He told me to stay away. He shouted and he was so angry with me. He probably hated me. No doubt he didn't want to see me anymore. It felt so right to talk to him, though. He seemed like he wanted to be my friend, but what do I know about that? Nothing.

The wetness on my cheek brought me back into now. No, I didn't want to cry anymore! Surely, I had emptied my body of tears last night.

I finished up with a quick low pony tail and splashed some water on my face. I went downstairs and turned on the TV. Zeus sat with me. I had already missed The Price is Right, so now I was left with Family Feud. It made me laugh a little, which felt good.

The sound of the door bell rang through the house. I jumped in surprise. Nobody ever came when I was home alone. I turned the television off and slowly walked toward the door. It was a bit hard to reach the peep hole, but when I stood on my very tippy toes, I saw a boy.

Everett.

Why was he here? He told me to stay away and now he came? I was better at listening than he was it seemed. Did he only come to drive his point even deeper, if so I didn't want to hear it. I got the message loud and clear already.

I opened the door slowly.

He smiled that sweet smile like he always did. It warmed my heart, and at the same time reminded me of last night even more.
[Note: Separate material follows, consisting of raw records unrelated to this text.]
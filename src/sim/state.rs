//! Session state and core simulation types
//!
//! Everything here is per-session: it is wholly discarded and rebuilt
//! on reset. Only score/high-score/mute/consent outlive a session, and
//! those live in `prefs`, not here.

use glam::Vec2;
use rand::SeedableRng;
use rand_pcg::Pcg32;

use crate::Viewport;
use crate::consts::*;
use crate::rotation_for_velocity;

/// The player avatar. X is fixed for the whole session; only y,
/// velocity and the derived tilt change.
#[derive(Debug, Clone, Copy, PartialEq)]
pub struct Player {
    pub pos: Vec2,
    pub velocity_y: f32,
    /// Cosmetic tilt in degrees, always `clamp(velocity * gain)`
    pub rotation_deg: f32,
}

impl Player {
    /// Player at the fixed start position for the given viewport
    pub fn at_start(viewport: Viewport) -> Self {
        Self {
            pos: Vec2::new(viewport.width / 4.0, viewport.height / 2.0),
            velocity_y: 0.0,
            rotation_deg: 0.0,
        }
    }

    /// Assign the jump impulse. An assignment, not an accumulation, so
    /// repeated inputs within one frame are harmless.
    pub fn jump(&mut self) {
        self.velocity_y = JUMP_IMPULSE;
    }

    /// One step of velocity integration plus the derived tilt
    pub fn integrate(&mut self) {
        self.velocity_y += GRAVITY;
        self.pos.y += self.velocity_y;
        self.rotation_deg = rotation_for_velocity(self.velocity_y);
    }
}

/// A pipe pair: top and bottom segments sharing one x and one gap.
/// The bottom segment's top edge is always `top_height + gap_height`.
#[derive(Debug, Clone, Copy, PartialEq)]
pub struct Pipe {
    pub x: f32,
    pub top_height: f32,
    /// One-shot pass cue latch; passing awards no points
    pub passed: bool,
}

impl Pipe {
    pub fn new(x: f32, top_height: f32) -> Self {
        Self {
            x,
            top_height,
            passed: false,
        }
    }

    /// X of the trailing (right) edge of the pipe body
    #[inline]
    pub fn trailing_edge(&self) -> f32 {
        self.x + PIPE_WIDTH
    }

    /// Top edge of the bottom segment
    #[inline]
    pub fn bottom_top(&self, gap_height: f32) -> f32 {
        self.top_height + gap_height
    }

    /// Vertical midpoint of the gap
    #[inline]
    pub fn gap_center_y(&self, gap_height: f32) -> f32 {
        self.top_height + gap_height / 2.0
    }
}

/// A collectible coin, spawned centered in its pipe's gap
#[derive(Debug, Clone, Copy, PartialEq)]
pub struct Coin {
    pub pos: Vec2,
}

/// Cloud silhouette variant (render tint only)
#[derive(Debug, Clone, Copy, PartialEq, Eq)]
pub enum CloudTint {
    White,
    Dark,
}

/// A decorative cloud with its own drift speed
#[derive(Debug, Clone, Copy, PartialEq)]
pub struct Cloud {
    pub pos: Vec2,
    pub size: f32,
    /// Leftward drift per tick (negative)
    pub speed: f32,
    pub tint: CloudTint,
}

/// Tree silhouette variant
#[derive(Debug, Clone, Copy, PartialEq, Eq)]
pub enum TreeVariant {
    Pine,
    Round,
}

/// A decorative tree on the ground strip
#[derive(Debug, Clone, Copy, PartialEq)]
pub struct Tree {
    pub x: f32,
    pub size: f32,
    pub variant: TreeVariant,
}

/// Outcomes of a tick that the flow controller must react to
#[derive(Debug, Clone, Copy, PartialEq, Eq)]
pub enum GameEvent {
    /// A coin was collected; score already incremented by `bounty`
    CoinCollected { bounty: u64 },
    /// A pipe's trailing edge crossed left of the player (sound cue only)
    ObstaclePassed,
    /// Collision or out-of-bounds; the session is over
    GameOver,
}

/// Complete per-session simulation state
#[derive(Debug, Clone)]
pub struct SessionState {
    /// Session seed for reproducibility
    pub seed: u64,
    pub viewport: Viewport,
    pub player: Player,
    pub pipes: Vec<Pipe>,
    pub coins: Vec<Coin>,
    pub clouds: Vec<Cloud>,
    pub trees: Vec<Tree>,
    /// Running score; only ever increases, in coin-bounty steps
    pub score: u64,
    /// Simulation tick counter (drives the spawn cadence)
    pub tick_count: u64,
    pub rng: Pcg32,
}

impl SessionState {
    /// Create a fresh session for the given seed and viewport
    pub fn new(seed: u64, viewport: Viewport) -> Self {
        Self {
            seed,
            viewport,
            player: Player::at_start(viewport),
            pipes: Vec::new(),
            coins: Vec::new(),
            clouds: Vec::new(),
            trees: Vec::new(),
            score: 0,
            tick_count: 0,
            rng: Pcg32::seed_from_u64(seed),
        }
    }

    /// Rebuild the session from scratch. Idempotent: repeated calls
    /// without intervening ticks yield identical state.
    pub fn reset(&mut self) {
        *self = Self::new(self.seed, self.viewport);
    }

    /// Apply new surface dimensions. Gap height and ground line are
    /// derived from the viewport, so they follow automatically.
    pub fn set_viewport(&mut self, viewport: Viewport) {
        self.viewport = viewport;
    }

    /// Gap height for the current viewport
    #[inline]
    pub fn gap_height(&self) -> f32 {
        self.viewport.gap_height()
    }
}

#[cfg(test)]
mod tests {
    use super::*;

    #[test]
    fn test_player_start_position() {
        let vp = Viewport::new(480.0, 640.0);
        let player = Player::at_start(vp);
        assert_eq!(player.pos, Vec2::new(120.0, 320.0));
        assert_eq!(player.velocity_y, 0.0);
        assert_eq!(player.rotation_deg, 0.0);
    }

    #[test]
    fn test_jump_is_assignment() {
        let mut player = Player::at_start(Viewport::default());
        player.velocity_y = 42.0;
        player.jump();
        assert_eq!(player.velocity_y, JUMP_IMPULSE);
        // A second jump in the same frame changes nothing
        player.jump();
        assert_eq!(player.velocity_y, JUMP_IMPULSE);
    }

    #[test]
    fn test_pipe_derived_edges() {
        let pipe = Pipe::new(480.0, 200.0);
        let gap = 179.2;
        assert_eq!(pipe.bottom_top(gap), 200.0 + gap);
        assert_eq!(pipe.gap_center_y(gap), 200.0 + gap / 2.0);
        assert_eq!(pipe.trailing_edge(), 480.0 + PIPE_WIDTH);
    }

    #[test]
    fn test_reset_idempotent() {
        let vp = Viewport::new(480.0, 640.0);
        let mut state = SessionState::new(7, vp);
        state.score = 300;
        state.tick_count = 99;
        state.pipes.push(Pipe::new(100.0, 150.0));
        state.reset();
        let after_first = state.clone();
        state.reset();
        assert_eq!(state.score, 0);
        assert_eq!(state.tick_count, 0);
        assert!(state.pipes.is_empty());
        assert!(state.coins.is_empty());
        assert!(state.clouds.is_empty());
        assert!(state.trees.is_empty());
        assert_eq!(state.player, after_first.player);
        assert_eq!(state.rng, after_first.rng);
    }
}
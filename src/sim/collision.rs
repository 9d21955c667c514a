//! Collision detection for the player against pipes, boundaries and
//! coins.
//!
//! All gameplay geometry is axis-aligned; only the coin pickup uses a
//! radial (distance) test.

use glam::Vec2;

use super::state::{Pipe, Player};
use crate::consts::*;

/// Axis-aligned bounding box
#[derive(Debug, Clone, Copy, PartialEq)]
pub struct Aabb {
    pub left: f32,
    pub right: f32,
    pub top: f32,
    pub bottom: f32,
}

impl Aabb {
    pub fn from_center(center: Vec2, width: f32, height: f32) -> Self {
        Self {
            left: center.x - width / 2.0,
            right: center.x + width / 2.0,
            top: center.y - height / 2.0,
            bottom: center.y + height / 2.0,
        }
    }
}

/// The player's bounding box at its current position
pub fn player_aabb(player: &Player) -> Aabb {
    Aabb::from_center(player.pos, PLAYER_WIDTH, PLAYER_HEIGHT)
}

/// True if the player's vertical extent crosses the ground line or the
/// top edge. Exactly touching the ground line is still safe; one unit
/// beyond is not.
pub fn out_of_bounds(player: &Player, ground_line: f32) -> bool {
    player.pos.y > ground_line - PLAYER_HEIGHT / 2.0 || player.pos.y < -PLAYER_HEIGHT / 2.0
}

/// Test the player box against both segments of a pipe pair.
///
/// The top segment spans from the canvas top down to `top_height`; the
/// bottom segment from `top_height + gap` to the canvas bottom.
pub fn hits_pipe(player: &Aabb, pipe: &Pipe, gap_height: f32, canvas_height: f32) -> bool {
    let top = Aabb {
        left: pipe.x,
        right: pipe.x + PIPE_WIDTH,
        top: 0.0,
        bottom: pipe.top_height,
    };
    let bottom = Aabb {
        left: pipe.x,
        right: pipe.x + PIPE_WIDTH,
        top: pipe.bottom_top(gap_height),
        bottom: canvas_height,
    };

    let overlaps_top = player.right > top.left && player.left < top.right && player.top < top.bottom;
    let overlaps_bottom =
        player.right > bottom.left && player.left < bottom.right && player.bottom > bottom.top;

    overlaps_top || overlaps_bottom
}

/// Coin pickup: Euclidean distance between centers under the sum of
/// half-widths
pub fn coin_pickup(player_pos: Vec2, coin_pos: Vec2) -> bool {
    player_pos.distance(coin_pos) < PLAYER_WIDTH / 2.0 + COIN_SIZE / 2.0
}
"Hi, Blue" he said softly.

I felt like crying. This was probably the last time I would ever hear that in my life.

"Hi, Everett. Why are you here? It's a little hypocritical isn't it?" I asked him.

He chuckled. "Yeah, I guess it is. I want to talk to you about what I said and everything. I was a mess and you didn't deserve any of it." He looked down at his shoes.

I opened the door wider and gestured for him to come in. He stepped inside and we went right to the couch. I made sure to sit near the end away from him, like he wanted.

He furrowed his eyebrows as soon as we sat down.

"Why are you sitting so... far?" He asked. He sounded as sad as I felt.

"That's what you want, isn't it? For me to stay away? I'm sure we can talk from here." I shrugged my shoulders.

He scooted all the way until he was right next to me and looked up at me.

"No Blue, not at all. Not even a little bit."

"But that's what you said."

"I was angry and confused last night. I thought way too much about everything then brought it out on you. I didn't mean any of it, I swear. I like you so much you don't even understand. And I'm sorry."

"Those things you said really hurt my feelings, Everett. You could've talked it out with me. I'm not here for nothing, you know?" I said.

He shook his head in disbelief. "I know they did, Blue. I promise to communicate more in the future. I don't deserve you, I'm a horrible person and there's other things about me that you're bound to hate, so I tried to push you away, but I can't. I don't want to anymore." He grabbed my hand and began to rub circles with his thumb.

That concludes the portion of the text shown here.